The attacks on the NUG’s civil administration also comes when the military has increased their own budget for the 2023-24 fiscal year by 51 percent, from $1.8 billion to $2.7 billion, to deal with the escalating war.

Although the economy is no longer in freefall, the two percent growth in 2022 and three  percent growth predicted in 2023 has not made up for the 18 percent decline in 2021. Revenue collection remains down. Increased military spending is coming at the expense of public health and education, where enrollment and matriculation numbers are plummeting.

A young waste collector paddles a polystyrene boat looking for plastic and glass to sell in Pazundaung Creek in Yangon, Myanmar, Jan. 14, 2023. Dozens of Myanmar citizens are taking to the murky creek waters after being unable to find work amid the post-coup economic crisis. Credit: AFP
A young waste collector paddles a polystyrene boat looking for plastic and glass to sell in Pazundaung Creek in Yangon, Myanmar, Jan. 14, 2023. Dozens of Myanmar citizens are taking to the murky creek waters after being unable to find work amid the post-coup economic crisis. Credit: AFP

The NUG’s provision of health, education, and civil administration pose a threat as the regime acknowledges its own loss of control. 

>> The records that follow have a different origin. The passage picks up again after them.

use bytes::{Buf, BufMut, BytesMut};
use tokio::io;
use tokio_util::codec::{Decoder, Encoder};
use tracing::warn;

use super::{Block, BlockInfo};
use crate::{bitfield::Bitfield, error::Error};

pub const MAX_MESSAGE_SIZE: usize = 2 * 1024 * 1024; // 2MB maximum message size

/// Core messages exchanged after a successful handshake.
/// These are from the vanilla protocol, with no extensions.
#[derive(Debug, Clone, PartialEq)]
pub enum Core {
    KeepAlive,
    Choke,
    Unchoke,
    Interested,
    NotInterested,
    Have(usize),
    Bitfield(Bitfield),
    Request(BlockInfo),
    Piece(Block),
    Cancel(BlockInfo),
}

/// The IDs of the [`Core`] messages.
#[repr(u8)]
#[derive(Copy, Clone, Debug, PartialEq, Eq)]
pub enum CoreId {
    Choke = 0,
    Unchoke = 1,
    Interested = 2,
    NotInterested = 3,
    Have = 4,
    Bitfield = 5,
    Request = 6,
    Piece = 7,
    Cancel = 8,
}

impl TryFrom<u8> for CoreId {
    type Error = u8;

    fn try_from(value: u8) -> Result<Self, Self::Error> {
        use CoreId::*;
        Ok(match value {
            0 => Choke,
            1 => Unchoke,
            2 => Interested,
            3 => NotInterested,
            4 => Have,
            5 => Bitfield,
            6 => Request,
            7 => Piece,
            8 => Cancel,
            other => return Err(other),
        })
    }
}

#[derive(Debug, Clone)]
pub struct CoreCodec;

impl Encoder<Core> for CoreCodec {
    type Error = Error;

    fn encode(&mut self, item: Core, buf: &mut BytesMut) -> Result<(), Self::Error> {
        match item {
            Core::KeepAlive => {
                buf.put_u32(0);
            }
            Core::Choke => {
                buf.put_u32(1);
                buf.put_u8(CoreId::Choke as u8);
            }
            Core::Unchoke => {
                buf.put_u32(1);
                buf.put_u8(CoreId::Unchoke as u8);
            }
            Core::Interested => {
                buf.put_u32(1);
                buf.put_u8(CoreId::Interested as u8);
            }
            Core::NotInterested => {
                buf.put_u32(1);
                buf.put_u8(CoreId::NotInterested as u8);
            }
            // <len=0005><id=4><piece index>
            Core::Have(piece_index) => {
                buf.put_u32(1 + 4);
                buf.put_u8(CoreId::Have as u8);
                let piece_index = piece_index
                    .try_into()
                    .map_err(|e| io::Error::new(io::ErrorKind::InvalidInput, e))?;
                buf.put_u32(piece_index);
            }
            // <len=0001+X><id=5><bitfield>
            Core::Bitfield(bitfield) => {
                let v = bitfield.into_vec();
                let len: u32 = (1 + v.len())
                    .try_into()
                    .map_err(|e| io::Error::new(io::ErrorKind::InvalidInput, e))?;
                buf.put_u32(len);
                buf.put_u8(CoreId::Bitfield as u8);
                buf.extend_from_slice(&v);
            }
            // <len=0013><id=6><index><begin><length>
            Core::Request(block) => {
                buf.put_u32(1 + 4 + 4 + 4);
                buf.put_u8(CoreId::Request as u8);
                block.encode(buf);
            }
            // <len=0009+X><id=7><index><begin><block>
            Core::Piece(block) => {
                let Block { index, begin, block } = block;

                let len: u32 = (1 + 4 + 4 + block.len())
                    .try_into()
                    .map_err(|e| io::Error::new(io::ErrorKind::InvalidInput, e))?;
                buf.put_u32(len);
                buf.put_u8(CoreId::Piece as u8);

                let index = index
                    .try_into()
                    .map_err(|e| io::Error::new(io::ErrorKind::InvalidInput, e))?;

                buf.put_u32(index);
                buf.put_u32(begin);
                buf.put(&block[..]);
            }
            // <len=0013><id=8><index><begin><length>
            Core::Cancel(block) => {
                buf.put_u32(1 + 4 + 4 + 4);
                buf.put_u8(CoreId::Cancel as u8);
                block.encode(buf);
            }
        }
        Ok(())
    }
}

impl Decoder for CoreCodec {
    type Item = Core;
    type Error = Error;

    fn decode(&mut self, buf: &mut BytesMut) -> Result<Option<Self::Item>, Self::Error> {
        loop {
            // the message length header must be present at the minimum,
            // otherwise we can't determine the message type
            if buf.len() < 4 {
                return Ok(None);
            }

            // peek at length prefix without consuming
            let size = u32::from_be_bytes([buf[0], buf[1], buf[2], buf[3]]) as usize;

            if size == 0 {
                buf.advance(4);
                return Ok(Some(Core::KeepAlive));
            }

            if size > MAX_MESSAGE_SIZE {
                return Err(Error::MessageTooLarge(size));
            }

            // incomplete message, don't advance the cursor and wait for the
            // rest of the frame.
            if buf.len() < 4 + size {
                buf.reserve(4 + size - buf.len());
                return Ok(None);
            }

            let mut frame = buf.split_to(4 + size);
            frame.advance(4);

            let msg_id = frame.get_u8();

            let Ok(msg_id) = CoreId::try_from(msg_id) else {
                // unknown message id, the frame is already consumed, try the
                // next one
                warn!("unknown message_id {msg_id:?}");
                continue;
            };

            return decode_payload(msg_id, frame).map(Some);
        }
    }
}

/// Parse the payload of a complete frame, after the message id.
fn decode_payload(msg_id: CoreId, mut frame: BytesMut) -> Result<Core, Error> {
    let expect = |frame: &BytesMut, len: usize| {
        if frame.len() == len {
            Ok(())
        } else {
            Err(Error::MessageResponse)
        }
    };

    let msg = match msg_id {
        // <len=0001><id=0>
        CoreId::Choke => Core::Choke,

        // <len=0001><id=1>
        CoreId::Unchoke => Core::Unchoke,

        // <len=0001><id=2>
        CoreId::Interested => Core::Interested,

        // <len=0001><id=3>
        CoreId::NotInterested => Core::NotInterested,

        CoreId::Have => {
            expect(&frame, 4)?;
            Core::Have(frame.get_u32() as usize)
        }

        CoreId::Bitfield => Core::Bitfield(Bitfield::from_vec(frame.to_vec())),

        CoreId::Request | CoreId::Cancel => {
            expect(&frame, 4 + 4 + 4)?;
            let info = BlockInfo {
                index: frame.get_u32(),
                begin: frame.get_u32(),
                len: frame.get_u32(),
            };
            if msg_id == CoreId::Request {
                Core::Request(info)
            } else {
                Core::Cancel(info)
            }
        }

        CoreId::Piece => {
            if frame.len() < 4 + 4 {
                return Err(Error::MessageResponse);
            }
            let index = frame.get_u32() as usize;
            let begin = frame.get_u32();

            Core::Piece(Block { index, begin, block: frame.to_vec() })
        }
    };

    Ok(msg)
}

#[cfg(test)]
mod tests {
    use super::*;
    use crate::tcp_wire::BLOCK_LEN;
    use bitvec::{bitvec, prelude::Msb0};

    fn encode(msg: Core) -> BytesMut {
        let mut buf = BytesMut::new();
        CoreCodec.encode(msg, &mut buf).unwrap();
        buf
    }

    #[test]
    fn request_wire_format() {
        let buf = encode(Core::Request(
            BlockInfo::new().index(3).begin(BLOCK_LEN).len(BLOCK_LEN),
        ));

        assert_eq!(
            &buf[..],
            &[0, 0, 0, 13, 6, 0, 0, 0, 3, 0, 0, 64, 0, 0, 0, 64, 0]
        );
        assert_eq!(&encode(Core::Interested)[..], &[0, 0, 0, 1, 2]);
    }

    #[test]
    fn partial_frame_waits() {
        let mut full = encode(Core::Piece(Block {
            index: 1,
            begin: 16384,
            block: vec![7; 100],
        }));
        let rest = full.split_off(50);

        let mut codec = CoreCodec;
        assert_eq!(codec.decode(&mut full).unwrap(), None);
        // nothing was consumed
        assert_eq!(full.len(), 50);

        full.extend_from_slice(&rest);
        let msg = codec.decode(&mut full).unwrap().unwrap();

        assert_eq!(
            msg,
            Core::Piece(Block { index: 1, begin: 16384, block: vec![7; 100] })
        );
        assert!(full.is_empty());
    }

    #[test]
    fn keepalive_and_glued_messages() {
        let mut buf = BytesMut::new();
        buf.extend_from_slice(&[0, 0, 0, 0]);
        buf.extend_from_slice(&encode(Core::Unchoke));
        buf.extend_from_slice(&encode(Core::Have(9)));
        buf.extend_from_slice(&[0, 0]);

        let mut codec = CoreCodec;
        assert_eq!(codec.decode(&mut buf).unwrap(), Some(Core::KeepAlive));
        assert_eq!(codec.decode(&mut buf).unwrap(), Some(Core::Unchoke));
        assert_eq!(codec.decode(&mut buf).unwrap(), Some(Core::Have(9)));
        assert_eq!(codec.decode(&mut buf).unwrap(), None);
        assert_eq!(buf.len(), 2);
    }

    #[test]
    fn bitfield_is_msb_first() {
        let mut buf = BytesMut::from(&[0, 0, 0, 2, 5, 0b1100_0000][..]);

        let msg = CoreCodec.decode(&mut buf).unwrap().unwrap();
        let Core::Bitfield(bitfield) = msg else {
            panic!("expected a bitfield");
        };

        assert_eq!(bitfield.iter_ones().collect::<Vec<_>>(), vec![0, 1]);

        let bitfield = bitvec![u8, Msb0; 1, 0, 1];
        assert_eq!(&encode(Core::Bitfield(bitfield))[..], &[0, 0, 0, 2, 5, 0b1010_0000]);
    }

    #[test]
    fn unknown_message_is_skipped() {
        let mut buf = BytesMut::from(&[0, 0, 0, 3, 20, 1, 2][..]);
        buf.extend_from_slice(&encode(Core::Choke));

        assert_eq!(CoreCodec.decode(&mut buf).unwrap(), Some(Core::Choke));
        assert!(buf.is_empty());
    }

    #[test]
    fn oversized_frame_is_an_error() {
        let size = (MAX_MESSAGE_SIZE as u32 + 1).to_be_bytes();
        let mut buf = BytesMut::from(&size[..]);
        buf.put_u8(7);

        let r = CoreCodec.decode(&mut buf);
        assert!(matches!(r, Err(Error::MessageTooLarge(_))));
    }

    #[test]
    fn malformed_have() {
        let mut buf = BytesMut::from(&[0, 0, 0, 3, 4, 0, 1][..]);
        let r = CoreCodec.decode(&mut buf);
        assert!(matches!(r, Err(Error::MessageResponse)));
    }
}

Senior Gen. Min Aung Hlaing, the head of the State Administrative Council, as the junta is formally known, conceded in an event marking the second anniversary of the coup that only 198 of the 330 townships are “100 percent stable,” while the remainder required “security attention”. Leaked minutes of December 2022 Ministry of Interior meeting warned of losing control and predicted escalating attacks. 

The military has admitted losing control in 132 of the 330 townships, or 42 percent. As a sign of their tenuous control, the military declared martial law in 47 townships, 14 percent of the total.  It’s their only form of government administration that appears to be functioning.

The military government has gutted their own civil administration to wage war on its own population and an opposition government that is committed to serving the people.

Zachary Abuza is a professor at the National War College in Washington and an adjunct at Georgetown University. The views expressed here are his own and do not reflect the position of the U.S. Department of Defense, the National War College, Georgetown University or RFA.